Originally Posted by psycheoutsteve
2nd of all, the irony of the nuke plot device is that the nuke was created from a reactor that was meant to provide the world with an unlimited resource of clean energy. What makes this plot element even more ironic is that the hero in the film was responsible for the reactors existence. That to me is interesting; a device meant to help the world is converted into a weapon by the enemy. Even more interesting is the question [I]is Bruce.
There was definitely some sort of political critique going on, and you picked up on an interesting element of it. All three of these films have been political in different ways. I'm not sure what exactly the political message was, but to be honest while I was watching, whether purposeful or not, the whole movie felt Marxist in its orientation. So much of the movie revolved around criticizing the status quo: questions of class, privilege, the tyranny of liberal democracy (after all, who is complicit in the crime?

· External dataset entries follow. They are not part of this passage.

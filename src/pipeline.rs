use crate::batch::{Accumulator, RawAccumulator};
use crate::concurrency::map_files_limited;
use crate::config::{LoadOptions, ReferencePolicy, Strategy};
use crate::dedupe::PostDeduplicator;
use crate::error::LoadError;
use crate::extract::extract;
use crate::load::{InsertMode, LoadCounts, Loader};
use crate::progress::{finish_load, load_progress_bar};
use crate::reader::{for_each_document, ReaderOptions};
use crate::memory::is_low_memory;
use crate::store::{LazyTransaction, Store};
use crate::util::init_tracing_once;
use anyhow::{Context, Result};
use indicatif::ProgressBar;
use serde_json::{json, Value};
use std::path::{Path, PathBuf};
use std::time::{Duration, Instant};

/// Result of loading one file: counts on success, the classified cause on failure.
/// A failed file has had its whole transaction rolled back.
#[derive(Debug)]
pub struct FileOutcome {
    pub path: PathBuf,
    pub strategy: Strategy,
    pub elapsed: Duration,
    pub result: Result<LoadCounts, LoadError>,
}

impl FileOutcome {
    pub fn is_success(&self) -> bool {
        self.result.is_ok()
    }

    pub fn counts(&self) -> Option<&LoadCounts> {
        self.result.as_ref().ok()
    }

    pub fn error(&self) -> Option<&LoadError> {
        self.result.as_ref().err()
    }

    /// One-line report for the orchestration layer.
    pub fn to_json(&self) -> Value {
        let mut v = json!({
            "path": self.path.display().to_string(),
            "strategy": self.strategy,
            "elapsed_ms": self.elapsed.as_millis() as u64,
            "ok": self.is_success(),
        });
        match &self.result {
            Ok(counts) => v["counts"] = json!(counts),
            Err(e) => v["error"] = json!({ "kind": e.kind(), "message": e.to_string() }),
        }
        v
    }
}

#[derive(Clone, Debug, Default)]
pub struct TweetLoader {
    pub(crate) opts: LoadOptions,
}

impl TweetLoader {
    pub fn new() -> Self {
        Self { opts: LoadOptions::default() }
    }

    pub fn from_options(opts: LoadOptions) -> Self {
        Self { opts }
    }

    pub fn options(&self) -> &LoadOptions {
        &self.opts
    }

    // -------- Builder methods --------
    pub fn database(mut self, path: impl AsRef<Path>) -> Self { self.opts = self.opts.with_database(path); self }
    pub fn strategy(mut self, strategy: Strategy) -> Self { self.opts = self.opts.with_strategy(strategy); self }
    pub fn batch_size(mut self, rows: usize) -> Self { self.opts = self.opts.with_batch_size(rows); self }
    pub fn workers(mut self, n: usize) -> Self { self.opts = self.opts.with_workers(n); self }
    pub fn reference_policy(mut self, policy: ReferencePolicy) -> Self { self.opts = self.opts.with_reference_policy(policy); self }
    pub fn seen_capacity(mut self, capacity: Option<usize>) -> Self { self.opts = self.opts.with_seen_capacity(capacity); self }
    pub fn low_memory_threshold(mut self, frac: f64) -> Self { self.opts = self.opts.with_low_memory_threshold(frac); self }
    pub fn progress(mut self, yes: bool) -> Self { self.opts = self.opts.with_progress(yes); self }
    pub fn progress_label(mut self, label: impl Into<String>) -> Self { self.opts = self.opts.with_progress_label(label); self }
    pub fn log_every(mut self, n: u64) -> Self { self.opts = self.opts.with_log_every(n); self }
    pub fn io_read_buffer(mut self, bytes: usize) -> Self { self.opts = self.opts.with_io_read_buffer(bytes); self }
    pub fn busy_timeout(mut self, timeout: Duration) -> Self { self.opts = self.opts.with_busy_timeout(timeout); self }
    pub fn max_pending_batches(mut self, n: usize) -> Self { self.opts = self.opts.with_max_pending_batches(n); self }

    // -------- Operations --------

    /// Create the tables for the configured strategy in the destination database.
    pub fn init_schema(&self) -> Result<()> {
        init_tracing_once();
        let store = Store::open(&self.opts.database, self.opts.busy_timeout)?;
        store.ensure_schema(self.opts.strategy)
    }

    /// Load one file under the configured strategy into the configured database.
    pub fn load_file(&self, path: &Path) -> FileOutcome {
        init_tracing_once();
        let pb = self.progress_bar(&[path.to_path_buf()]);
        let outcome = self.load_file_with_progress(path, pb.as_ref(), false);
        if let Some(pb) = pb {
            finish_load(&pb, 1, usize::from(!outcome.is_success()));
        }
        outcome
    }

    /// Load many files with at most `workers` in flight. Every file gets its own
    /// connection and transaction; outcomes come back in input order.
    pub fn load_files(&self, paths: &[PathBuf]) -> Result<Vec<FileOutcome>> {
        init_tracing_once();
        if paths.is_empty() {
            tracing::warn!("No input files given.");
            return Ok(Vec::new());
        }
        tracing::info!(files = paths.len(), workers = self.opts.workers, strategy = %self.opts.strategy, "planned files for loading");

        // Create the schema once up front so workers do not race on DDL.
        self.init_schema()?;

        let pb = self.progress_bar(paths);
        let outcomes =
            map_files_limited(paths, self.opts.workers, |path| self.load_file_with_progress(path, pb.as_ref(), true))?;

        let failed = outcomes.iter().filter(|o| !o.is_success()).count();
        if let Some(pb) = pb {
            finish_load(&pb, outcomes.len(), failed);
        }
        if failed > 0 {
            tracing::warn!(failed, total = outcomes.len(), "some files failed to load");
        }
        Ok(outcomes)
    }

    fn progress_bar(&self, paths: &[PathBuf]) -> Option<ProgressBar> {
        if !self.opts.progress {
            return None;
        }
        Some(load_progress_bar(paths, self.opts.strategy.as_str(), self.opts.progress_label.as_deref()))
    }

    fn load_file_with_progress(&self, path: &Path, pb: Option<&ProgressBar>, schema_ready: bool) -> FileOutcome {
        let started = Instant::now();
        let result = self.run_file(path, pb, schema_ready).map_err(LoadError::classify);
        let elapsed = started.elapsed();

        match &result {
            Ok(c) => tracing::info!(
                path = %path.display(),
                strategy = %self.opts.strategy,
                elapsed_ms = elapsed.as_millis() as u64,
                documents = c.documents,
                users = c.users,
                posts = c.posts,
                posts_skipped = c.posts_skipped,
                urls = c.urls,
                mentions = c.mentions,
                tags = c.tags,
                media = c.media,
                raw_documents = c.raw_documents,
                "file loaded"
            ),
            Err(e) => tracing::warn!(
                path = %path.display(),
                strategy = %self.opts.strategy,
                elapsed_ms = elapsed.as_millis() as u64,
                error = %e,
                "file failed; transaction rolled back"
            ),
        }

        FileOutcome { path: path.to_path_buf(), strategy: self.opts.strategy, elapsed, result }
    }

    fn run_file(&self, path: &Path, pb: Option<&ProgressBar>, schema_ready: bool) -> Result<LoadCounts> {
        let store = Store::open(&self.opts.database, self.opts.busy_timeout)?;
        if !schema_ready {
            store.ensure_schema(self.opts.strategy)?;
        }

        let (counts, tx) = match self.opts.strategy {
            Strategy::Denormalized => self.load_denormalized(&store, path, pb)?,
            Strategy::Normalized => self.load_normalized(&store, path, pb, InsertMode::RowByRow)?,
            Strategy::NormalizedBatch => self.load_normalized(&store, path, pb, InsertMode::MultiRow)?,
        };

        tx.commit().with_context(|| format!("commit {}", path.display()))?;
        Ok(counts)
    }

    fn reader_options(&self) -> ReaderOptions {
        ReaderOptions { read_buffer_bytes: self.opts.read_buffer_bytes, log_every: self.opts.log_every }
    }

    fn write_queue<'c, B>(&self, store: &'c Store) -> WriteQueue<'c, B> {
        WriteQueue {
            tx: store.lazy_transaction(),
            pending: Vec::new(),
            max_pending: self.opts.max_pending_batches,
            low_memory_frac: self.opts.low_memory_frac,
        }
    }

    fn load_normalized<'c>(
        &self,
        store: &'c Store,
        path: &Path,
        pb: Option<&ProgressBar>,
        mode: InsertMode,
    ) -> Result<(LoadCounts, LazyTransaction<'c>)> {
        let mut loader = Loader::new(store.connection(), mode, self.opts.reference_policy);
        let mut dedup = PostDeduplicator::new(self.opts.seen_capacity);
        let mut acc = Accumulator::new(self.opts.batch_size).with_low_memory_threshold(self.opts.low_memory_frac);
        let mut queue = self.write_queue(store);

        let stats = for_each_document(path, &self.reader_options(), pb, |doc| {
            let mut rows = extract(&doc);
            dedup.admit(&mut rows);
            if let Some(batch) = acc.push(rows) {
                queue.push(batch, &mut |b| loader.write_batch(b))?;
            }
            Ok(())
        })?;
        if let Some(batch) = acc.finish() {
            queue.push(batch, &mut |b| loader.write_batch(b))?;
        }
        let tx = queue.finish(&mut |b| loader.write_batch(b))?;

        let mut counts = loader.finish()?;
        counts.documents = stats.documents;
        counts.malformed_lines = stats.malformed;
        counts.repeated_posts += dedup.dropped();
        Ok((counts, tx))
    }

    fn load_denormalized<'c>(
        &self,
        store: &'c Store,
        path: &Path,
        pb: Option<&ProgressBar>,
    ) -> Result<(LoadCounts, LazyTransaction<'c>)> {
        let mut loader = Loader::new(store.connection(), InsertMode::MultiRow, ReferencePolicy::Ignore);
        let mut acc = RawAccumulator::new(self.opts.batch_size);
        let mut queue = self.write_queue(store);

        let stats = for_each_document(path, &self.reader_options(), pb, |doc| {
            if let Some(docs) = acc.push(serde_json::to_string(&doc)?) {
                queue.push(docs, &mut |d: Vec<String>| loader.write_documents(&d))?;
            }
            Ok(())
        })?;
        if let Some(docs) = acc.finish() {
            queue.push(docs, &mut |d: Vec<String>| loader.write_documents(&d))?;
        }
        let tx = queue.finish(&mut |d: Vec<String>| loader.write_documents(&d))?;

        let mut counts = loader.finish()?;
        counts.documents = stats.documents;
        counts.malformed_lines = stats.malformed;
        Ok((counts, tx))
    }
}

/// Flushed batches waiting for the write lock. While another worker writes, this
/// file keeps decoding; once `max_pending` batches are queued or memory runs low
/// it blocks on the lock instead.
struct WriteQueue<'c, B> {
    tx: LazyTransaction<'c>,
    pending: Vec<B>,
    max_pending: usize,
    low_memory_frac: f64,
}

impl<'c, B> WriteQueue<'c, B> {
    fn push(&mut self, batch: B, write: &mut impl FnMut(B) -> Result<()>) -> Result<()> {
        self.pending.push(batch);
        if !self.tx.is_open() && !self.tx.try_begin()? {
            if self.pending.len() < self.max_pending && !is_low_memory(self.low_memory_frac) {
                return Ok(());
            }
            tracing::debug!(pending = self.pending.len(), "waiting for the write lock");
            self.tx.begin()?;
        }
        self.pending.drain(..).try_for_each(|b| write(b))
    }

    /// Write whatever is still queued and hand back the transaction, unopened if
    /// nothing was ever written.
    fn finish(mut self, write: &mut impl FnMut(B) -> Result<()>) -> Result<LazyTransaction<'c>> {
        if !self.pending.is_empty() {
            self.tx.begin()?;
            self.pending.drain(..).try_for_each(|b| write(b))?;
        }
        Ok(self.tx)
    }
}
//! Entity extraction: decompose one tweet document into relational rows.
//!
//! Missing or null source fields map to `None` (NULL in the store); nothing is
//! defaulted. Quoted and replied-to posts are not expanded, only their ids are kept.

use crate::rows::{Extracted, Geometry, PostMedia, PostMention, PostRow, PostTag, PostUrl, UserRow};
use serde_json::Value;
use time::format_description::well_known::Rfc3339;
use time::macros::format_description;
use time::OffsetDateTime;

fn str_at(v: &Value, key: &str) -> Option<String> {
    v.get(key).and_then(Value::as_str).map(str::to_owned)
}

fn i64_at(v: &Value, key: &str) -> Option<i64> {
    v.get(key).and_then(Value::as_i64)
}

fn bool_at(v: &Value, key: &str) -> Option<bool> {
    v.get(key).and_then(Value::as_bool)
}

/// Numeric id, falling back to the `<key>_str` twin that the API ships alongside it.
fn id_at(v: &Value, key: &str) -> Option<i64> {
    i64_at(v, key).or_else(|| {
        v.get(format!("{key}_str").as_str())
            .and_then(Value::as_str)
            .and_then(|s| s.parse().ok())
    })
}

fn string_list_at(v: &Value, key: &str) -> Option<Vec<String>> {
    let items = v.get(key)?.as_array()?;
    Some(items.iter().filter_map(Value::as_str).map(str::to_owned).collect())
}

/// Entity array from `extended_tweet` when present, else from the top level.
fn entity_list<'a>(doc: &'a Value, section: &str, key: &str) -> &'a [Value] {
    doc.get("extended_tweet")
        .and_then(|ext| ext.get(section))
        .and_then(|s| s.get(key))
        .and_then(Value::as_array)
        .or_else(|| doc.get(section).and_then(|s| s.get(key)).and_then(Value::as_array))
        .map(Vec::as_slice)
        .unwrap_or(&[])
}

/// Normalize the API's `Wed Oct 10 20:19:24 +0000 2018` to RFC 3339.
/// Text in any other format is kept verbatim rather than dropped.
pub fn normalize_timestamp(raw: &str) -> String {
    let fmt = format_description!(
        "[weekday repr:short] [month repr:short] [day] [hour]:[minute]:[second] [offset_hour sign:mandatory][offset_minute] [year]"
    );
    OffsetDateTime::parse(raw, &fmt)
        .ok()
        .and_then(|dt| dt.format(&Rfc3339).ok())
        .unwrap_or_else(|| raw.to_string())
}

fn timestamp_at(v: &Value, key: &str) -> Option<String> {
    v.get(key).and_then(Value::as_str).map(normalize_timestamp)
}

fn coordinate_pair(v: &Value) -> Option<(f64, f64)> {
    let pair = v.as_array()?;
    match pair.as_slice() {
        [a, b, ..] => Some((a.as_f64()?, b.as_f64()?)),
        _ => None,
    }
}

/// `geo.coordinates` as a point; otherwise the place's bounding box as a closed polygon.
///
/// An absent `geo`, `"geo": null` and `"coordinates": null` all yield `None` and store
/// NULL; the `geo` column does not record which one the source used. The raw document
/// (denormalized strategy) keeps that shape. `(0, 0)` is a point, never NULL.
pub fn geometry_of(doc: &Value) -> Option<Geometry> {
    if let Some(point) = doc.pointer("/geo/coordinates").and_then(coordinate_pair) {
        return Some(Geometry::Point(point.0, point.1));
    }
    let ring = doc.pointer("/place/bounding_box/coordinates/0")?.as_array()?;
    let mut points: Vec<(f64, f64)> = ring.iter().map(coordinate_pair).collect::<Option<_>>()?;
    if points.is_empty() {
        return None;
    }
    if points.first() != points.last() {
        points.push(points[0]);
    }
    Some(Geometry::Polygon(points))
}

fn author_row(user: &Value, post_created_at: Option<&String>) -> Option<UserRow> {
    Some(UserRow {
        id_users: id_at(user, "id")?,
        created_at: timestamp_at(user, "created_at"),
        updated_at: post_created_at.cloned(),
        url: str_at(user, "url"),
        friends_count: i64_at(user, "friends_count"),
        listed_count: i64_at(user, "listed_count"),
        favourites_count: i64_at(user, "favourites_count"),
        statuses_count: i64_at(user, "statuses_count"),
        protected: bool_at(user, "protected"),
        verified: bool_at(user, "verified"),
        screen_name: str_at(user, "screen_name"),
        name: str_at(user, "name"),
        location: str_at(user, "location"),
        description: str_at(user, "description"),
        withheld_in_countries: string_list_at(user, "withheld_in_countries"),
    })
}

fn place_codes(doc: &Value) -> (Option<String>, Option<String>, Option<String>) {
    let place = match doc.get("place") {
        Some(p) if p.is_object() => p,
        _ => return (None, None, None),
    };
    let country_code = place.get("country_code").and_then(Value::as_str).map(str::to_lowercase);
    let place_name = str_at(place, "full_name");
    let state_code = match (country_code.as_deref(), place_name.as_deref()) {
        (Some("us"), Some(full)) => full
            .rsplit(',')
            .next()
            .map(|s| s.trim().to_lowercase())
            .filter(|s| s.chars().count() <= 2),
        _ => None,
    };
    (country_code, state_code, place_name)
}

/// Derive all rows for one document.
pub fn extract(doc: &Value) -> Extracted {
    let mut out = Extracted::default();
    let created_at = timestamp_at(doc, "created_at");

    let author = doc.get("user").and_then(|u| author_row(u, created_at.as_ref()));
    let author_id = author.as_ref().map(|u| u.id_users);
    if let Some(a) = author {
        out.users.push(a);
    }

    let post_id = id_at(doc, "id");

    for m in entity_list(doc, "entities", "user_mentions") {
        let Some(uid) = id_at(m, "id") else { continue };
        if let Some(pid) = post_id {
            out.mentions.push(PostMention { id_posts: pid, id_users: uid });
        }
        if !out.users.iter().any(|u| u.id_users == uid) {
            out.users.push(UserRow::unhydrated(uid, str_at(m, "screen_name"), str_at(m, "name")));
        }
    }

    let reply_user = id_at(doc, "in_reply_to_user_id");
    if let Some(uid) = reply_user {
        if !out.users.iter().any(|u| u.id_users == uid) {
            out.users.push(UserRow::unhydrated(uid, str_at(doc, "in_reply_to_screen_name"), None));
        }
    }

    let Some(id_posts) = post_id else {
        tracing::debug!("document without post id; keeping user rows only");
        return out;
    };

    let text = doc
        .pointer("/extended_tweet/full_text")
        .and_then(Value::as_str)
        .map(str::to_owned)
        .or_else(|| str_at(doc, "text"));
    let (country_code, state_code, place_name) = place_codes(doc);

    out.post = Some(PostRow {
        id_posts,
        id_users: author_id,
        created_at,
        in_reply_to_status_id: id_at(doc, "in_reply_to_status_id"),
        in_reply_to_user_id: reply_user,
        quoted_status_id: id_at(doc, "quoted_status_id"),
        geo: geometry_of(doc),
        retweet_count: i64_at(doc, "retweet_count"),
        quote_count: i64_at(doc, "quote_count"),
        favorite_count: i64_at(doc, "favorite_count"),
        withheld_copyright: bool_at(doc, "withheld_copyright"),
        withheld_in_countries: string_list_at(doc, "withheld_in_countries"),
        source: str_at(doc, "source"),
        text,
        country_code,
        state_code,
        lang: str_at(doc, "lang"),
        place_name,
    });

    out.urls = entity_list(doc, "entities", "urls")
        .iter()
        .filter_map(|u| str_at(u, "expanded_url"))
        .map(|url| PostUrl { id_posts, url })
        .collect();

    let hashtags = entity_list(doc, "entities", "hashtags").iter().filter_map(|h| str_at(h, "text")).map(|t| format!("#{t}"));
    let cashtags = entity_list(doc, "entities", "symbols").iter().filter_map(|c| str_at(c, "text")).map(|t| format!("${t}"));
    out.tags = hashtags.chain(cashtags).map(|tag| PostTag { id_posts, tag }).collect();

    out.media = entity_list(doc, "extended_entities", "media")
        .iter()
        .filter_map(|m| {
            Some(PostMedia { id_posts, url: str_at(m, "media_url")?, media_type: str_at(m, "type") })
        })
        .collect();

    out
}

The government that refuses to let people save themselves). There were also all these symbolic relationships between the total destruction of the fictional world, and global capitalism: the use of the stock market, shots of a Sachs Fifth Avenue while society goes to shit. Also at the end JGL quits because "structures are becoming shackles" and he "can't take the injustice". Of course on the other hand, given that the film hero-worships a billionaire capitalist, who the fuck knows? What I'm sure of is there was something political going on -- either left or right -- and it felt far more like some sort of leftist critique than a right wing one.